Mark Waser wrote:
I'm afraid that I'm losing track of your major point but . . . .
First off, you are violating your own definition of complexity . . . .
You said --> A system is deemed "complex" if the smallest size of a
theory that will explain that system is so large that, for today's human
minds, the discovery of that theory is simply not practical. Notice that
this definition does not imply that there any such systems in the real
world, it just says that *if* the theory size were ever to go off the
scale *then* the system would (by definition) be complex.
By this definition, gravity is not complex. Yet, below you are arguing
that it is, at least, a little bit complex (which seems to be getting
more and more analogous to "a little bit pregnant" :-).
No, wait, this is not right.
When we talk of 'gravity' we often mean solar-system dynamics (remember,
the SYSTEM is what we need to talk about, not the RULES .... gravity
itself is just the low level mechanism, i.e. the rules). But solar
systems are a special case of a gravitational system in which most of
the behavior is analyzable (thanks to Newton). As I said, if you
consider the general case of an n-body system then it is fully and
completely complex.
But when I say that gravity (by which I mean the solar system) is
*partially* complex, I mean that when the orbits are as badly behaved as
Pluto's is, the system is unstable. In the specific case of our solar
system the presence of Pluto means that the dynamics become grossly
unpredictable once in a while. That is the 'little bit of complexity'.
That idea of partial complexity is not to be sniffed at. This is not
like partial pregnancy.
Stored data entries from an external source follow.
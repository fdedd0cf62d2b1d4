//! The pagination loop: fetch, pace, extract, persist, repeat.
use anyhow::{Context, Result};
use chrono::Local;
use dirscout_config::{PacingConfig, ScoutConfig, SelectorConfig};
use dirscout_drivers::scout_browser::behavioral::BehavioralEngine;
use std::path::PathBuf;
use tokio::sync::mpsc::UnboundedSender;
use tokio_util::sync::CancellationToken;
use tracing::{debug, error, info, info_span, warn, Instrument};
use uuid::Uuid;

use crate::extract::extract_page;
use crate::fetch::PageFetcher;
use crate::query::SearchQuery;
use crate::record::ListingRecord;
use crate::sink::ListingSink;

pub const FINISHED_STATUS: &str = "Scraping finished.";

/// Everything a run needs besides the query and the browser.
#[derive(Debug, Clone)]
pub struct RunSettings {
    pub search_url: String,
    pub selectors: SelectorConfig,
    pub pacing: PacingConfig,
    pub output_dir: PathBuf,
    pub file_prefix: String,
}

impl From<&ScoutConfig> for RunSettings {
    fn from(config: &ScoutConfig) -> Self {
        Self {
            search_url: config.site.search_url.clone(),
            selectors: config.site.selectors.clone(),
            pacing: config.pacing,
            output_dir: config.output.directory.clone(),
            file_prefix: config.output.file_prefix.clone(),
        }
    }
}

#[derive(Debug, Clone, Copy, PartialEq, Eq)]
pub enum RunOutcome {
    /// A page came back with no business cards.
    Exhausted,
    Cancelled,
    Failed,
}

#[derive(Debug, Clone)]
pub struct RunReport {
    /// Output file, if the run wrote at least one row.
    pub output_path: Option<PathBuf>,
    pub pages_fetched: u32,
    pub records_written: usize,
    pub records: Vec<ListingRecord>,
    pub outcome: RunOutcome,
    /// What stopped a failed run.
    pub error: Option<String>,
}

impl RunReport {
    /// Report for a run that failed before its first page.
    pub fn failed(error: impl Into<String>) -> Self {
        Self {
            output_path: None,
            pages_fetched: 0,
            records_written: 0,
            records: Vec::new(),
            outcome: RunOutcome::Failed,
            error: Some(error.into()),
        }
    }
}

/// What the loop tells the shell.
#[derive(Debug, Clone)]
pub enum RunEvent {
    Status(String),
    BatchSaved {
        page: u32,
        records: Vec<ListingRecord>,
        path: PathBuf,
    },
    Finished(RunReport),
}

enum PageStep {
    Saved,
    Exhausted,
}

struct RunState<'a> {
    query: SearchQuery,
    current_page: u32,
    pages_fetched: u32,
    records: Vec<ListingRecord>,
    sink: ListingSink,
    settings: &'a RunSettings,
    events: &'a UnboundedSender<RunEvent>,
    pacing: BehavioralEngine,
}

/// Scrape result pages until they run out, the token is cancelled, or a page
/// cannot be acquired. Always closes `fetcher` and always ends with
/// [`RunEvent::Finished`].
pub async fn run_scrape(
    query: SearchQuery,
    fetcher: Box<dyn PageFetcher>,
    settings: RunSettings,
    events: UnboundedSender<RunEvent>,
    cancel: CancellationToken,
) -> RunReport {
    let run_id = Uuid::new_v4();
    let span = info_span!(
        target: "scraper.run",
        "scrape_run",
        %run_id,
        term = %query.term(),
        location = %query.location()
    );
    drive(query, fetcher, &settings, &events, cancel)
        .instrument(span)
        .await
}

async fn drive(
    query: SearchQuery,
    mut fetcher: Box<dyn PageFetcher>,
    settings: &RunSettings,
    events: &UnboundedSender<RunEvent>,
    cancel: CancellationToken,
) -> RunReport {
    emit_status(
        events,
        format!(
            "Searching for '{}' in '{}'...",
            query.term(),
            query.location()
        ),
    );

    let sink = match ListingSink::reserve(
        &settings.output_dir,
        &settings.file_prefix,
        Local::now().naive_local(),
    ) {
        Ok(sink) => sink,
        Err(e) => {
            let message = format!("{:#}", anyhow::Error::from(e));
            error!(target: "scraper.run", error = %message, "cannot reserve output file");
            emit_status(events, format!("Scraping error: {message}"));
            close_fetcher(fetcher.as_mut()).await;
            return finish(events, RunReport::failed(message));
        }
    };
    info!(target: "scraper.run", path = %sink.path().display(), "run started");

    let mut state = RunState {
        query,
        current_page: 1,
        pages_fetched: 0,
        records: Vec::new(),
        sink,
        settings,
        events,
        pacing: BehavioralEngine::new(),
    };

    let mut failure = None;
    let outcome = loop {
        if cancel.is_cancelled() {
            info!(target: "scraper.run", page = state.current_page, "cancellation observed");
            emit_status(events, "Scraping cancelled.");
            break RunOutcome::Cancelled;
        }
        match state.scrape_page(fetcher.as_mut()).await {
            Ok(PageStep::Saved) => state.current_page += 1,
            Ok(PageStep::Exhausted) => break RunOutcome::Exhausted,
            Err(e) => {
                let message = format!("{e:#}");
                error!(target: "scraper.run", page = state.current_page, error = %message, "run aborted");
                emit_status(events, format!("Scraping error: {message}"));
                failure = Some(message);
                break RunOutcome::Failed;
            }
        }
    };

    close_fetcher(fetcher.as_mut()).await;

    let output_path = match state.sink.discard_if_empty() {
        Ok(true) => None,
        Ok(false) if state.sink.written() == 0 => None,
        Ok(false) => Some(state.sink.path().to_path_buf()),
        Err(e) => {
            warn!(target: "scraper.sink", error = %e, "could not remove empty output file");
            None
        }
    };

    info!(
        target: "scraper.run",
        outcome = ?outcome,
        pages = state.pages_fetched,
        records = state.sink.written(),
        "run finished"
    );

    let report = RunReport {
        output_path,
        pages_fetched: state.pages_fetched,
        records_written: state.sink.written(),
        records: state.records,
        outcome,
        error: failure,
    };
    finish(events, report)
}

impl RunState<'_> {
    async fn scrape_page(&mut self, fetcher: &mut dyn PageFetcher) -> Result<PageStep> {
        let page = self.current_page;
        let url = self.query.page_url(&self.settings.search_url, page)?;

        emit_status(self.events, format!("Loading page {page}..."));
        let rendered = fetcher
            .fetch(&url)
            .await
            .with_context(|| format!("failed to load page {page}"))?;
        self.pages_fetched += 1;

        let pacing = self.settings.pacing;
        let waited = self
            .pacing
            .random_delay(pacing.min_delay_ms, pacing.max_delay_ms)
            .await;
        debug!(target: "scraper.run", page, waited_ms = waited.as_millis() as u64, "paced after load");

        let cards = rendered
            .cards(&self.settings.selectors.card)
            .await
            .with_context(|| format!("failed to locate business cards on page {page}"))?;
        if cards.is_empty() {
            info!(target: "scraper.run", page, "no business cards; results exhausted");
            emit_status(self.events, format!("No more results on page {page}."));
            return Ok(PageStep::Exhausted);
        }

        let extraction = extract_page(&cards, &self.settings.selectors).await;
        for skipped in &extraction.skipped {
            emit_status(
                self.events,
                format!("Skipped a business on page {page}: {skipped}"),
            );
        }

        if !extraction.records.is_empty() {
            self.sink
                .append(&extraction.records)
                .context("failed to save results")?;
            let path = self.sink.path().to_path_buf();
            emit_status(
                self.events,
                format!(
                    "Saved {} records from page {page} to {}",
                    extraction.records.len(),
                    path.display()
                ),
            );
            let _ = self.events.send(RunEvent::BatchSaved {
                page,
                records: extraction.records.clone(),
                path,
            });
            self.records.extend(extraction.records);
        }
        Ok(PageStep::Saved)
    }
}

async fn close_fetcher(fetcher: &mut dyn PageFetcher) {
    if let Err(e) = fetcher.close().await {
        warn!(target: "browser.driver", error = %e, "failed to close browser session");
    }
}

pub(crate) fn emit_status(events: &UnboundedSender<RunEvent>, message: impl Into<String>) {
    let _ = events.send(RunEvent::Status(message.into()));
}

pub(crate) fn finish(events: &UnboundedSender<RunEvent>, report: RunReport) -> RunReport {
    emit_status(events, FINISHED_STATUS);
    let _ = events.send(RunEvent::Finished(report.clone()));
    report
}

#[cfg(test)]
mod tests {
    use super::*;

    #[test]
    fn settings_follow_config() {
        let mut config = ScoutConfig::default();
        config.output.file_prefix = "austin".into();
        config.pacing.min_delay_ms = 10;
        let settings = RunSettings::from(&config);
        assert_eq!(settings.file_prefix, "austin");
        assert_eq!(settings.pacing.min_delay_ms, 10);
        assert_eq!(settings.selectors.card, ".result");
    }

    #[test]
    fn failed_report_has_no_output() {
        let report = RunReport::failed("no browser");
        assert_eq!(report.outcome, RunOutcome::Failed);
        assert!(report.output_path.is_none());
        assert_eq!(report.error.as_deref(), Some("no browser"));
    }
}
It just means that we can explain some fraction
of the system's behavior, but not all of it. Or, that we can explain it
most of the time completely, but some of the time the explanation breaks
down.
Hope that clears it up: I think I have stayed consistent with the
original definition I laid out.
Second, you keep whip-sawing between dismissing obviously complex
systems like the adaptive aerodynamics of an F-14 as not complex
(because "whatever that complexity was, it was simple and predictable
enough that the control software could actually be written and the
complexity could be cancelled out.") and then saying that the least
little bit of complexity will make an AI virtually impossible to design.
You can't have it both ways. WHY is it that engineers can manage the
complexity of high-speed adaptive aerodynamics yet you are absolutely
positive that they can't do the same thing for intelligence?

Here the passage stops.